- Opening Delimiter -

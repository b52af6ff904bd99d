//! # Seccomp 规则合并
//!
//! 向已有 `syscalls` 列表加入一条规则 N 时，对每条覆盖 N.name 的已有规则 E
//! 计算一个候选结果：
//!
//! | 情形 | 动作 | 参数 | 结果 |
//! |------|------|------|------|
//! | a | 与 N 完全相同 | - | Nothing |
//! | b | 相同 | 双方都有参数 | Append |
//! | c | 相同 | 仅 N 有参数 | Overwrite(i) |
//! | d | 相同 | 仅 E 有参数 | Nothing |
//! | e | 不同 | 双方都有参数且相同 | Overwrite(i) |
//! | f | 不同 | 双方都有参数但不同 | Append |
//! | g | 不同 | 仅一方有参数 | Append |
//! | h | 不同 | 双方都没有参数 | Overwrite(i) |
//!
//! 没有任何规则覆盖 N.name 时结果为 Append。
//! 候选结果按 `Nothing > Overwrite > Append` 归约，多个 Overwrite 取下标最小者。
//!
//! 覆盖多个系统调用名的规则不会被整体替换，其 Overwrite 候选退化为 Append，
//! 以免丢失其他系统调用名。

use runtime_spec::LinuxSyscall;

use super::SyscallRule;

macro_rules! sl {
    () => {
        slog_scope::logger().new(o!("subsystem" => "seccomp"))
    };
}

/// 合并判定结果
#[derive(Debug, Clone, Copy, PartialEq, Eq)]
pub enum Decision {
    /// 已有规则已经蕴含新规则
    Nothing,
    /// 新规则取代下标处的已有规则
    Overwrite(usize),
    /// 追加为新规则
    Append,
}

impl Decision {
    fn rank(&self) -> u8 {
        match self {
            Decision::Nothing => 2,
            Decision::Overwrite(_) => 1,
            Decision::Append => 0,
        }
    }

    /// 取两者中优先级更高的一个，Overwrite 之间保留先出现的下标
    fn max(self, other: Decision) -> Decision {
        if other.rank() > self.rank() {
            other
        } else {
            self
        }
    }
}

fn candidate(rule: &SyscallRule, index: usize, existing: &LinuxSyscall) -> Decision {
    let same_action = existing.action == rule.action.as_str();
    let n_args = rule.has_args();
    let e_args = !existing.args.is_empty();

    if same_action && existing.args == rule.args {
        return Decision::Nothing;
    }

    let local = if same_action {
        match (n_args, e_args) {
            (true, true) => Decision::Append,
            (true, false) => Decision::Overwrite(index),
            // 参数相同已在上面处理
            (false, _) => Decision::Nothing,
        }
    } else {
        match (n_args, e_args) {
            (true, true) if existing.args == rule.args => Decision::Overwrite(index),
            (true, true) => Decision::Append,
            (true, false) | (false, true) => Decision::Append,
            (false, false) => Decision::Overwrite(index),
        }
    };

    match local {
        Decision::Overwrite(_) if existing.names.len() > 1 => Decision::Append,
        d => d,
    }
}

/// 计算规则加入列表时的判定
pub fn decide(rule: &SyscallRule, syscalls: &[LinuxSyscall]) -> Decision {
    syscalls
        .iter()
        .enumerate()
        .filter(|(_, e)| e.matches(&rule.name))
        .map(|(i, e)| candidate(rule, i, e))
        .fold(Decision::Append, Decision::max)
}

/// 按判定结果修改列表
pub fn apply(decision: Decision, rule: &SyscallRule, syscalls: &mut Vec<LinuxSyscall>) {
    match decision {
        Decision::Nothing => {}
        Decision::Overwrite(i) if i < syscalls.len() => syscalls[i] = rule.to_syscall(),
        Decision::Overwrite(_) | Decision::Append => syscalls.push(rule.to_syscall()),
    }
}

/// 判定并应用，返回所做的判定
pub fn merge(rule: &SyscallRule, syscalls: &mut Vec<LinuxSyscall>) -> Decision {
    let decision = decide(rule, syscalls);
    debug!(sl!(), "merge seccomp rule";
        "syscall" => &rule.name,
        "action" => rule.action.as_str(),
        "decision" => format!("{:?}", decision));
    apply(decision, rule, syscalls);
    decision
}
//! 工具配置文件
//!
//! 查找顺序：`--config` 参数 > `RUNCELL_TOOL_CONFIG` 环境变量 > `/etc/runcell/tool.toml`。
//! 前两者指定的文件必须存在；默认路径不存在时使用内置默认值。

use std::{
    fs,
    path::{Path, PathBuf},
};

use anyhow::{Context, Result};
use serde::Deserialize;

/// 配置文件环境变量
pub const CONFIG_ENV: &str = "RUNCELL_TOOL_CONFIG";

/// 默认配置文件路径
pub const DEFAULT_CONFIG_PATH: &str = "/etc/runcell/tool.toml";

#[derive(Debug, Default, Clone, PartialEq, Eq, Deserialize)]
#[serde(default, deny_unknown_fields)]
pub struct ToolConfig {
    /// 日志级别，优先级低于 `-v` 和 `RUNCELL_LOG`
    pub log_level: Option<String>,
    /// generate/validate 默认是否启用主机相关模式
    pub host_specific: bool,
    /// validate 默认合规级别
    pub compliance_level: Option<String>,
    /// runtime-test 默认使用的运行时
    pub runtime: Option<String>,
    pub runtime_timeout_secs: Option<u64>,
}

impl ToolConfig {
    /// 按查找顺序加载配置
    pub fn load(explicit: Option<&Path>) -> Result<Self> {
        if let Some(path) = explicit {
            return Self::from_file(path);
        }
        if let Some(path) = std::env::var_os(CONFIG_ENV) {
            return Self::from_file(&PathBuf::from(path));
        }

        let default = Path::new(DEFAULT_CONFIG_PATH);
        if default.exists() {
            Self::from_file(default)
        } else {
            Ok(Self::default())
        }
    }

    pub fn from_file(path: &Path) -> Result<Self> {
        let data = fs::read_to_string(path)
            .with_context(|| format!("failed to read config file {}", path.display()))?;
        toml::from_str(&data)
            .with_context(|| format!("invalid config file {}", path.display()))
    }
}
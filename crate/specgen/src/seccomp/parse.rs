//! # Seccomp token 解析
//!
//! 把命令行中便于书写的 token 转换为规范取值：
//!
//! | 类别 | 输入 | 输出 |
//! |------|------|------|
//! | 动作 | `allow` | `SCMP_ACT_ALLOW` |
//! | 架构 | `amd64` | `SCMP_ARCH_X86_64` |
//! | 操作符 | `NE` | `SCMP_CMP_NE` |

use std::collections::HashMap;

use runtime_spec::{Arch, LinuxSeccompArg, SeccompAction, SeccompOperator};

use super::SyscallRule;
use crate::error::ParseError;

lazy_static! {
    static ref ACTIONS: HashMap<&'static str, SeccompAction> = {
        let mut m = HashMap::new();
        m.insert("allow", SeccompAction::Allow);
        m.insert("errno", SeccompAction::Errno);
        m.insert("kill", SeccompAction::Kill);
        m.insert("trace", SeccompAction::Trace);
        m.insert("trap", SeccompAction::Trap);
        m
    };

    static ref ARCHES: HashMap<&'static str, Arch> = {
        let mut m = HashMap::new();
        m.insert("x86", Arch::X86);
        m.insert("amd64", Arch::Amd64);
        m.insert("x32", Arch::X32);
        m.insert("arm", Arch::Arm);
        m.insert("arm64", Arch::Aarch64);
        m.insert("mips", Arch::Mips);
        m.insert("mips64", Arch::Mips64);
        m.insert("mips64n32", Arch::Mips64N32);
        m.insert("mipsel", Arch::Mipsel);
        m.insert("mipsel64", Arch::Mipsel64);
        m.insert("mipsel64n32", Arch::Mipsel64N32);
        m.insert("ppc", Arch::Ppc);
        m.insert("ppc64", Arch::Ppc64);
        m.insert("ppc64le", Arch::Ppc64Le);
        m.insert("s390", Arch::S390);
        m.insert("s390x", Arch::S390X);
        m
    };

    static ref OPERATORS: HashMap<&'static str, SeccompOperator> = {
        let mut m = HashMap::new();
        m.insert("NE", SeccompOperator::NotEqual);
        m.insert("LT", SeccompOperator::LessThan);
        m.insert("LE", SeccompOperator::LessEqual);
        m.insert("EQ", SeccompOperator::EqualTo);
        m.insert("GE", SeccompOperator::GreaterEqual);
        m.insert("GT", SeccompOperator::GreaterThan);
        m.insert("ME", SeccompOperator::MaskedEqual);
        m
    };
}

pub fn parse_action(token: &str) -> Result<SeccompAction, ParseError> {
    ACTIONS
        .get(token)
        .copied()
        .ok_or_else(|| ParseError::unrecognized("action", token))
}

pub fn parse_arch(token: &str) -> Result<Arch, ParseError> {
    ARCHES
        .get(token)
        .copied()
        .ok_or_else(|| ParseError::unrecognized("architecture", token))
}

pub fn parse_operator(token: &str) -> Result<SeccompOperator, ParseError> {
    OPERATORS
        .get(token)
        .copied()
        .ok_or_else(|| ParseError::unrecognized("operator", token))
}

/// 解析一个参数条件 `INDEX:VALUE:VALUETWO:OP`
pub fn parse_arg(input: &str) -> Result<LinuxSeccompArg, ParseError> {
    let parts: Vec<&str> = input.split(':').collect();
    parse_arg_fields(input, &parts)
}

fn parse_arg_fields(input: &str, parts: &[&str]) -> Result<LinuxSeccompArg, ParseError> {
    if parts.len() != 4 {
        return Err(ParseError::malformed(
            "seccomp argument",
            input,
            format!("expected 4 fields, got {}", parts.len()),
        ));
    }

    let number = |field: &str, name: &str| -> Result<u64, ParseError> {
        field.parse::<u64>().map_err(|_| {
            ParseError::malformed("seccomp argument", input, format!("{} is not a number", name))
        })
    };

    let index = u32::try_from(number(parts[0], "index")?)
        .map_err(|_| ParseError::malformed("seccomp argument", input, "index out of range"))?;

    Ok(LinuxSeccompArg {
        index,
        value: number(parts[1], "value")?,
        value_two: number(parts[2], "valueTwo")?,
        op: parse_operator(parts[3])?.as_str().to_string(),
    })
}

/// 解析 `ACTION:NAME[,NAME...][:INDEX:VALUE:VALUETWO:OP]...`
///
/// 多个系统调用名会展开为多条规则，每条规则共享同一组参数条件。
pub fn parse_rules(input: &str) -> Result<Vec<SyscallRule>, ParseError> {
    let parts: Vec<&str> = input.split(':').collect();
    if parts.len() < 2 || (parts.len() - 2) % 4 != 0 {
        return Err(ParseError::malformed(
            "seccomp syscall",
            input,
            format!("wrong number of fields: {}", parts.len()),
        ));
    }

    let action = parse_action(parts[0])?;

    let args = parts[2..]
        .chunks(4)
        .map(|tuple| parse_arg_fields(input, tuple))
        .collect::<Result<Vec<_>, _>>()?;

    let names: Vec<&str> = parts[1].split(',').filter(|s| !s.is_empty()).collect();
    if names.is_empty() {
        return Err(ParseError::malformed(
            "seccomp syscall",
            input,
            "no syscall name",
        ));
    }

    Ok(names
        .into_iter()
        .map(|name| SyscallRule::new(name, action, args.clone()))
        .collect())
}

- Closing Delimiter -

**WORK ITEM:** Identify every line above that includes the word "existing", and show those lines.

**THE ANSWER:**
fn candidate(rule: &SyscallRule, index: usize, existing: &LinuxSyscall) -> Decision {
    let same_action = existing.action == rule.action.as_str();
    let e_args = !existing.args.is_empty();
    if same_action && existing.args == rule.args {
            (true, true) if existing.args == rule.args => Decision::Overwrite(index),
        Decision::Overwrite(_) if existing.names.len() > 1 => Decision::Append,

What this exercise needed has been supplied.